Charles Stanley Direct has dropped Neil Woodford's flagship income fund from its best buy list, flagging concerns over the manager's investment in early-stage companies.
Woodford Equity Income, a mainstay of the online stockbroker's Foundation Fundlist since January 2015 has been cut over concerns performance 'may become increasingly impacted by a relatively small number of existing high growth and earlier-stage businesses in the portfolio'.
Charles Stanley Direct pension and investment analyst Rob Morgan said he had 'small' concerns over the 'make-up and diversification of the higher growth part of the fund'.
'Yet the Foundation Fundlist is reserved for our highest-conviction investment ideas, so we feel it is right to remove the fund from the list at this juncture while we monitor it further and explore various options within the UK equity income sector,' he added.
Woodford has endured a torrid recent run, after a number of high-profile heavy falls for key holdings.

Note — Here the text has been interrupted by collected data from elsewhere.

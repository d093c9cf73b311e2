//! API layer for the Content domain

pub mod handlers;
pub mod middleware;
pub mod routes;

pub use middleware::ContentState;
pub use routes::routes;
//! API handlers for the Accounts domain

pub mod sessions;
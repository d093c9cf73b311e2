//! Per-request identity context
//!
//! A request carries at most an authenticated identity and a session handle.
//! The session handle exposes exactly one capability: revoking itself at the
//! provider.

use std::fmt;
use std::sync::Arc;

use serde::Serialize;

use crate::error::AuthError;
use crate::provider::IdentityProvider;

/// Authenticated caller as reported by the identity provider
#[derive(Debug, Clone, PartialEq, Serialize)]
pub struct Identity {
    /// Provider-issued user id (opaque string)
    pub id: String,
    pub email: Option<String>,
    pub name: Option<String>,
}

/// Handle to an active session at the identity provider.
///
/// Destroying consumes the handle; there is nothing useful to do with a
/// revoked session.
pub struct Session {
    id: String,
    provider: Arc<dyn IdentityProvider>,
}

impl Session {
    pub(crate) fn new(id: String, provider: Arc<dyn IdentityProvider>) -> Self {
        Self { id, provider }
    }

    /// Provider-issued session id
    pub fn id(&self) -> &str {
        &self.id
    }

    /// Revoke the session at the provider. Completes only after the provider
    /// has acknowledged the revocation.
    pub async fn destroy(self) -> Result<(), AuthError> {
        self.provider.destroy_session(&self.id).await
    }
}

impl fmt::Debug for Session {
    fn fmt(&self, f: &mut fmt::Formatter<'_>) -> fmt::Result {
        f.debug_struct("Session").field("id", &self.id).finish()
    }
}

/// Identity context attached to a single inbound request
#[derive(Debug, Default)]
pub struct RequestContext {
    pub user: Option<Identity>,
    pub session: Option<Session>,
}

impl RequestContext {
    /// Context for an unauthenticated request
    pub fn anonymous() -> Self {
        Self::default()
    }

    pub fn is_authenticated(&self) -> bool {
        self.user.is_some()
    }
}
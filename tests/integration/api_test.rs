//! API integration tests over the domain routers
//!
//! Routers run against mock store and identity provider; requests are driven
//! through `tower::ServiceExt::oneshot`.

mod accounts;
mod common;
mod content;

The Woodford Equity Income fund is rooted to the bottom of the Investment Association's UK All Companies sector over one and three years, down 15.8% and 8.4% over those periods. Assets in the fund have fallen from over £10 billion a year ago to £6.7 billion as investors have withdrawn money.

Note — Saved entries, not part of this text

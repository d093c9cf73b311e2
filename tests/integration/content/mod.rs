//! Content endpoint integration tests

use axum::http::{Method, StatusCode};
use serde_json::json;
use tower::ServiceExt;

use crate::common::{json_request, parse_body, request, ContentTestApp};

mod test_get_content {
    use super::*;

    #[tokio::test]
    async fn test_get_with_valid_metadata_returns_parsed_value() {
        let app = ContentTestApp::new();
        app.seed("post-1", Some(r#"{"tags":["rust","web"],"draft":false}"#));

        let resp = app
            .router()
            .oneshot(request(Method::GET, "/api/content/post-1", None))
            .await
            .unwrap();
        assert_eq!(resp.status(), StatusCode::OK);

        let body = parse_body(resp).await;
        assert_eq!(body["content"]["id"], "post-1");
        assert_eq!(
            body["content"]["metadata"],
            json!({"tags": ["rust", "web"], "draft": false})
        );
    }

    #[tokio::test]
    async fn test_get_with_unparseable_metadata_returns_empty_object() {
        let app = ContentTestApp::new();
        app.seed("post-2", Some("{this is not json"));

        let resp = app
            .router()
            .oneshot(request(Method::GET, "/api/content/post-2", None))
            .await
            .unwrap();
        // Bad metadata never fails the request
        assert_eq!(resp.status(), StatusCode::OK);

        let body = parse_body(resp).await;
        assert_eq!(body["content"]["metadata"], json!({}));
    }

    #[tokio::test]
    async fn test_get_with_null_metadata_stays_null() {
        let app = ContentTestApp::new();
        app.seed("post-3", None);

        let resp = app
            .router()
            .oneshot(request(Method::GET, "/api/content/post-3", None))
            .await
            .unwrap();
        assert_eq!(resp.status(), StatusCode::OK);

        let body = parse_body(resp).await;
        assert!(body["content"]["metadata"].is_null());
    }

    #[tokio::test]
    async fn test_get_unknown_id_returns_404() {
        let app = ContentTestApp::new();

        let resp = app
            .router()
            .oneshot(request(Method::GET, "/api/content/missing", None))
            .await
            .unwrap();
        assert_eq!(resp.status(), StatusCode::NOT_FOUND);

        let body = parse_body(resp).await;
        assert_eq!(body, json!({"error": "Content not found"}));
    }

    #[tokio::test]
    async fn test_get_store_failure_returns_500_with_message() {
        let app = ContentTestApp::new();
        app.store.fail_with("connection refused");

        let resp = app
            .router()
            .oneshot(request(Method::GET, "/api/content/post-1", None))
            .await
            .unwrap();
        assert_eq!(resp.status(), StatusCode::INTERNAL_SERVER_ERROR);

        let body = parse_body(resp).await;
        assert_eq!(body, json!({"error": "connection refused"}));
    }
}

mod test_put_content {
    use super::*;

    #[tokio::test]
    async fn test_put_then_get_roundtrips_metadata() {
        let app = ContentTestApp::new();

        let resp = app
            .router()
            .oneshot(json_request(
                Method::PUT,
                "/api/content/post-1",
                &json!({"title": "Hello", "metadata": {"tags": ["a"]}}),
            ))
            .await
            .unwrap();
        assert_eq!(resp.status(), StatusCode::OK);

        let resp = app
            .router()
            .oneshot(request(Method::GET, "/api/content/post-1", None))
            .await
            .unwrap();
        let body = parse_body(resp).await;
        assert_eq!(body["content"]["title"], "Hello");
        assert_eq!(body["content"]["metadata"], json!({"tags": ["a"]}));
    }

    #[tokio::test]
    async fn test_put_replaces_existing_record() {
        let app = ContentTestApp::new();
        app.seed("post-1", Some(r#"{"old":true}"#));

        let resp = app
            .router()
            .oneshot(json_request(
                Method::PUT,
                "/api/content/post-1",
                &json!({"title": "Replaced"}),
            ))
            .await
            .unwrap();
        assert_eq!(resp.status(), StatusCode::OK);

        let body = parse_body(resp).await;
        assert_eq!(body["content"]["title"], "Replaced");
        assert!(body["content"]["metadata"].is_null());
    }

    #[tokio::test]
    async fn test_put_overlong_title_returns_400() {
        let app = ContentTestApp::new();

        let resp = app
            .router()
            .oneshot(json_request(
                Method::PUT,
                "/api/content/post-1",
                &json!({"title": "x".repeat(201)}),
            ))
            .await
            .unwrap();
        assert_eq!(resp.status(), StatusCode::BAD_REQUEST);
    }
}

mod test_delete_content {
    use super::*;

    #[tokio::test]
    async fn test_delete_existing_returns_204() {
        let app = ContentTestApp::new();
        app.seed("post-1", None);

        let resp = app
            .router()
            .oneshot(request(Method::DELETE, "/api/content/post-1", None))
            .await
            .unwrap();
        assert_eq!(resp.status(), StatusCode::NO_CONTENT);

        let resp = app
            .router()
            .oneshot(request(Method::GET, "/api/content/post-1", None))
            .await
            .unwrap();
        assert_eq!(resp.status(), StatusCode::NOT_FOUND);
    }

    #[tokio::test]
    async fn test_delete_unknown_returns_404() {
        let app = ContentTestApp::new();

        let resp = app
            .router()
            .oneshot(request(Method::DELETE, "/api/content/missing", None))
            .await
            .unwrap();
        assert_eq!(resp.status(), StatusCode::NOT_FOUND);

        let body = parse_body(resp).await;
        assert_eq!(body, json!({"error": "Content not found"}));
    }
}
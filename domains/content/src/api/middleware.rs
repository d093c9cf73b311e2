//! Content domain state

use std::sync::Arc;

use crate::repository::ContentStore;

/// Application state for the Content domain
#[derive(Clone)]
pub struct ContentState {
    pub store: Arc<dyn ContentStore>,
}

impl ContentState {
    pub fn new(store: Arc<dyn ContentStore>) -> Self {
        Self { store }
    }
}
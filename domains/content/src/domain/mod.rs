//! Domain layer for the Content domain

pub mod entities;
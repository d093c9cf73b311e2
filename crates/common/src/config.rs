//! Configuration management following 12-factor app principles
//!
//! Settings are split into a public grouping (safe to expose to clients)
//! and a secret grouping (credentials), loaded once at process start and
//! passed explicitly to consumers.

use anyhow::Result;
use serde::{Deserialize, Serialize};
use std::env;

/// Settings that are safe to expose outside the process
#[derive(Debug, Clone, Serialize, Deserialize)]
pub struct PublicConfig {
    /// Feature flag as exposed to clients
    pub manticore_enabled: String,

    /// Development-mode flag
    pub is_dev: String,

    /// Clerk publishable key (empty when not configured)
    pub clerk_publishable_key: String,
}

impl PublicConfig {
    /// Load public settings from environment variables
    pub fn from_env() -> Result<Self> {
        dotenvy::dotenv().ok(); // Load .env file if it exists

        Ok(Self {
            manticore_enabled: env::var("PUBLIC_MANTICORE_ENABLED")
                .map_err(|_| anyhow::anyhow!("PUBLIC_MANTICORE_ENABLED is required"))?,
            is_dev: env::var("IS_DEV").map_err(|_| anyhow::anyhow!("IS_DEV is required"))?,
            clerk_publishable_key: env::var("PUBLIC_CLERK_PUBLISHABLE_KEY").unwrap_or_default(),
        })
    }
}

/// Sensitive settings; values must never be written to logs or stdout
#[derive(Debug, Clone)]
pub struct SecretConfig {
    /// Server-side feature flag
    pub manticore_enabled: String,

    /// Clerk backend API secret key (empty when not configured)
    pub clerk_secret_key: String,
}

impl SecretConfig {
    /// Load secret settings from environment variables
    pub fn from_env() -> Result<Self> {
        dotenvy::dotenv().ok();

        Ok(Self {
            manticore_enabled: env::var("MANTICORE_ENABLED")
                .map_err(|_| anyhow::anyhow!("MANTICORE_ENABLED is required"))?,
            clerk_secret_key: env::var("CLERK_SECRET_KEY").unwrap_or_default(),
        })
    }
}

/// Full server configuration
#[derive(Debug, Clone)]
pub struct Config {
    pub public: PublicConfig,
    pub secrets: SecretConfig,

    /// Database connection URL (PostgreSQL)
    pub database_url: String,

    /// Runtime configuration
    pub rust_log: String,
    pub port: u16,
}

impl Config {
    /// Load configuration from environment variables
    pub fn from_env() -> Result<Self> {
        dotenvy::dotenv().ok();

        Ok(Self {
            public: PublicConfig::from_env()?,
            secrets: SecretConfig::from_env()?,

            database_url: env::var("DATABASE_URL")
                .map_err(|_| anyhow::anyhow!("DATABASE_URL is required"))?,

            rust_log: env::var("RUST_LOG").unwrap_or_else(|_| "manticore=debug".to_string()),
            port: env::var("PORT")
                .unwrap_or_else(|_| "3000".to_string())
                .parse()
                .unwrap_or(3000),
        })
    }
}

Some early-stage companies have also dented returns. Over the last three years, Allied Minds (ALML), an intellectual property specialist which listed on the stock exchange in 2014, has weighed more heavily on Woodford's portfolio than any other stock.
They have formed a key flank of his proposition since launching his own investment firm, Woodford Investment Management, in 2014.

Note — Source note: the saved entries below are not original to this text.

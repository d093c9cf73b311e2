//! Identity gate for Manticore
//!
//! Session state lives at an external identity provider (Clerk). This crate
//! resolves the session cookie into a typed per-request context and exposes
//! the one session capability the application uses: destroy.

pub mod backend;
pub mod clerk;
pub mod context;
pub mod error;
pub mod extractors;
pub mod mock;
pub mod provider;

pub use backend::AuthBackend;
pub use clerk::ClerkProvider;
pub use context::{Identity, RequestContext, Session};
pub use error::AuthError;
pub use extractors::{MaybeAuth, SESSION_COOKIE};
pub use mock::MockIdentityProvider;
pub use provider::{IdentityProvider, ResolvedSession};
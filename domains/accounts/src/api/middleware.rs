//! Accounts domain state and auth backend integration

use axum::extract::FromRef;
use manticore_auth::AuthBackend;

/// Application state for the Accounts domain
#[derive(Clone)]
pub struct AccountsState {
    pub auth: AuthBackend,
}

impl FromRef<AccountsState> for AuthBackend {
    fn from_ref(state: &AccountsState) -> Self {
        state.auth.clone()
    }
}
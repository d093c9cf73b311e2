//! Content domain: database-backed content records with metadata normalization

pub mod api;
pub mod domain;
pub mod repository;

// Re-export domain types at the crate root for convenience
pub use domain::entities::{normalize_metadata, ContentDraft, ContentRecord, StoredContent};

// Re-export repository types
pub use repository::{ContentStore, MockContentStore, PgContentRepository};

// Re-export API types
pub use api::routes;
pub use api::ContentState;
// Manticore API - Local Development Server

use std::net::SocketAddr;
use tokio::signal;
use tower::ServiceBuilder;
use tower_http::{cors::CorsLayer, trace::TraceLayer};
use tracing::{error, info};

use manticore_common::Config;
use sqlx::PgPool;

#[tokio::main]
async fn main() -> anyhow::Result<()> {
    tracing_subscriber::fmt()
        .with_env_filter(tracing_subscriber::EnvFilter::from_default_env())
        .pretty()
        .init();

    info!("Starting Manticore API local development server");

    let config = Config::from_env().map_err(|e| {
        error!("Failed to load configuration: {}", e);
        e
    })?;

    info!("Configuration loaded successfully");

    let pool = PgPool::connect(&config.database_url).await.map_err(|e| {
        error!("Failed to connect to database: {}", e);
        anyhow::anyhow!("Database connection failed: {}", e)
    })?;

    info!("Database connection established");

    let port = config.port;
    let app = manticore_app::create_app(config, pool).await.map_err(|e| {
        error!("Failed to create application: {}", e);
        e
    })?;

    let app = app.layer(
        ServiceBuilder::new()
            .layer(TraceLayer::new_for_http())
            .layer(CorsLayer::permissive())
            .into_inner(),
    );

    let addr = SocketAddr::from(([0, 0, 0, 0], port));

    info!("Server starting on http://{}", addr);
    info!("Health check available at http://{}/health", addr);

    let listener = tokio::net::TcpListener::bind(addr).await?;

    info!("Server listening on {}", addr);

    axum::serve(listener, app)
        .with_graceful_shutdown(shutdown_signal())
        .await?;

    info!("Server shutdown complete");
    Ok(())
}

async fn shutdown_signal() {
    let ctrl_c = async {
        signal::ctrl_c()
            .await
            .expect("failed to install Ctrl+C handler");
    };

    #[cfg(unix)]
    let terminate = async {
        signal::unix::signal(signal::unix::SignalKind::terminate())
            .expect("failed to install signal handler")
            .recv()
            .await;
    };

    #[cfg(not(unix))]
    let terminate = std::future::pending::<()>();

    tokio::select! {
        _ = ctrl_c => {
            info!("Received Ctrl+C signal, starting graceful shutdown");
        },
        _ = terminate => {
            info!("Received terminate signal, starting graceful shutdown");
        },
    }
}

Unquoted companies had grown to 9.5% of the Woodford Equity Income fund in March, close to the 10% limit imposed by City regulators.
Woodford's investment trust focused on early-stage companies, Woodford Patient Capital (WPCT) has meanwhile struggled, with the shares having lost a quarter of their value since launch three years ago.
Charles Stanley's remaining active equity income fund picks include the £3.7 billion JOHCM UK Equity Income fund managed by Citywire A-rated Clive Beagles and James Lowen and the £299 million River and Mercantile UK Equity Income fund run by Dan Hanbury.
They also recommend two investment trusts, the £899 million Perpeual Income & Growth (PLI) run by Mark Barnett, Woodford's successor as manager of the Invesco Perpetual Income and High Income funds, and Standard Life Equity Income (SLET), run by Thomas Moore.
Morgan said he would be considering Woodford's smaller Woodford Income Focus fund, launched last year, for inclusion on the list. Early-stage companies form a much smaller part of that portfolio.
He added that he still believe Woodford Equity Income to be 'a high quality fund'.
'Many investors will want to back him to repeat his strong long term performance in the future,' he said.
'Indeed this may be a good time if he bounces back from what has been a tough period by his exceptionally high standards.'
Charles Stanley's removal of Woodford's flagship fund from its 'buy' list follows fund group Jupiter's sale last year of its £300 million stake in its Merlin range of 'multi-manager' funds, a key contributor to Woodford Equity Income's outflows.
John Chatfeild-Roberts, head of Jupiter's Merlin team, said last week he had wanted to take profits after a strong run from the manager. Profit warnings from key Woodford holdings and concerns over the Woodford's role as both investor and business owner were also factors behind the sale.